Reorganization of Canadian Administrative Operations

     On January 17, 2001, the Company announced plans to reorganize and
consolidate the administration of its operations in Canada. Anticipated costs
related to the reorganization are estimated to total $26,000 pre-tax ($15,600
after-tax, or $.03 per diluted share), to be expensed as incurred over the next
three to four fiscal quarters.

Bank Credit Facilities and Commercial Paper Programs (all amounts stated in US
dollars)

     The Company has in place a $500,000 commercial paper program supported by a
$500,000 bank credit facility with a group of 11 banks, of which $250,000
expires on November 14, 2001 and $250,000 expires on November 15, 2005. At
February 18, 2001, no amounts were outstanding under the loan facility or the
commercial paper program.

     In addition, a wholly owned Canadian subsidiary has a $130,000 commercial
paper program supported by a $91,000 bank credit facility with three Canadian
banks, which expires in April, 2001. The Company expects to renew the facility
for an additional year. At February 18, 2001, no amounts were outstanding under
the bank credit facility or the Canadian commercial paper program.
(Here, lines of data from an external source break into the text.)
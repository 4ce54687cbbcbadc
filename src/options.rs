// Copyright 2025 Lablup Inc. and Jeongkyu Shin
//
// Licensed under the Apache License, Version 2.0 (the "License");
// you may not use this file except in compliance with the License.
// You may obtain a copy of the License at
//
//     http://www.apache.org/licenses/LICENSE-2.0
//
// Unless required by applicable law or agreed to in writing, software
// distributed under the License is distributed on an "AS IS" BASIS,
// WITHOUT WARRANTIES OR CONDITIONS OF ANY KIND, either express or implied.
// See the License for the specific language governing permissions and
// limitations under the License.

//! Connection options with defaults and validation.

use std::fmt;
use std::path::PathBuf;
use std::time::Duration;

use zeroize::Zeroizing;

use crate::error::{Error, Result};

/// Options for [`Session::connect`](crate::Session::connect).
///
/// Both a password and a private key may be supplied; the password is
/// offered to the server first. When neither is given, `~/.ssh/id_rsa`
/// is used if it exists.
///
/// ```no_run
/// use std::time::Duration;
/// use expectssh::ConnectOptions;
///
/// let opts = ConnectOptions::new("10.0.0.7", "deploy")
///     .password("secret")
///     .timeout(Duration::from_secs(5));
/// ```
#[derive(Clone)]
pub struct ConnectOptions {
    pub host: String,
    /// Remote port; 0 means the protocol default (22).
    pub port: u16,
    pub username: String,
    pub password: Option<Zeroizing<String>>,
    pub key_file: Option<PathBuf>,
    /// Bounds dial, authentication and SFTP bring-up. Command
    /// execution and transfers are bounded separately, per call.
    pub timeout: Duration,
}

impl ConnectOptions {
    pub const DEFAULT_PORT: u16 = 22;
    pub const DEFAULT_TIMEOUT: Duration = Duration::from_secs(10);

    pub fn new(host: impl Into<String>, username: impl Into<String>) -> Self {
        Self {
            host: host.into(),
            port: 0,
            username: username.into(),
            password: None,
            key_file: None,
            timeout: Self::DEFAULT_TIMEOUT,
        }
    }

    pub fn port(mut self, port: u16) -> Self {
        self.port = port;
        self
    }

    pub fn password(mut self, password: impl Into<String>) -> Self {
        self.password = Some(Zeroizing::new(password.into()));
        self
    }

    pub fn key_file(mut self, path: impl Into<PathBuf>) -> Self {
        self.key_file = Some(path.into());
        self
    }

    pub fn timeout(mut self, timeout: Duration) -> Self {
        self.timeout = timeout;
        self
    }

    /// `host:port` form used in error context.
    pub(crate) fn address(&self) -> String {
        format!("{}:{}", self.host, self.port)
    }

    pub(crate) fn apply_defaults(&mut self) {
        if self.port == 0 {
            self.port = Self::DEFAULT_PORT;
        }
        if self.password.is_none() && self.key_file.is_none() {
            if let Some(path) = default_key_file() {
                if path.exists() {
                    self.key_file = Some(path);
                }
            }
        }
    }

    pub(crate) fn validate(&self) -> Result<()> {
        if self.host.trim().is_empty() {
            return Err(Error::InvalidOption {
                field: "host",
                message: "host cannot be empty".into(),
            });
        }
        if self.username.trim().is_empty() {
            return Err(Error::InvalidOption {
                field: "username",
                message: "username cannot be empty".into(),
            });
        }
        Ok(())
    }
}

impl fmt::Debug for ConnectOptions {
    fn fmt(&self, f: &mut fmt::Formatter<'_>) -> fmt::Result {
        f.debug_struct("ConnectOptions")
            .field("host", &self.host)
            .field("port", &self.port)
            .field("username", &self.username)
            .field("password", &self.password.as_ref().map(|_| "[REDACTED]"))
            .field("key_file", &self.key_file)
            .field("timeout", &self.timeout)
            .finish()
    }
}

fn default_key_file() -> Option<PathBuf> {
    std::env::var_os("HOME").map(|home| PathBuf::from(home).join(".ssh").join("id_rsa"))
}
     The Company has agreed to limit the combined amount outstanding under the
U.S. and Canadian commercial paper programs to the $591,000 combined amounts of
the respective supporting bank credit facilities.

Letters of Credit

     The Company has separate letter of credit facilities (for commercial and
standby letters of credit), totaling approximately $318,000. The outstanding
commitments under these facilities at February 18, 2001 totaled approximately
$163,000, including approximately $29,000 in standby letters of credit.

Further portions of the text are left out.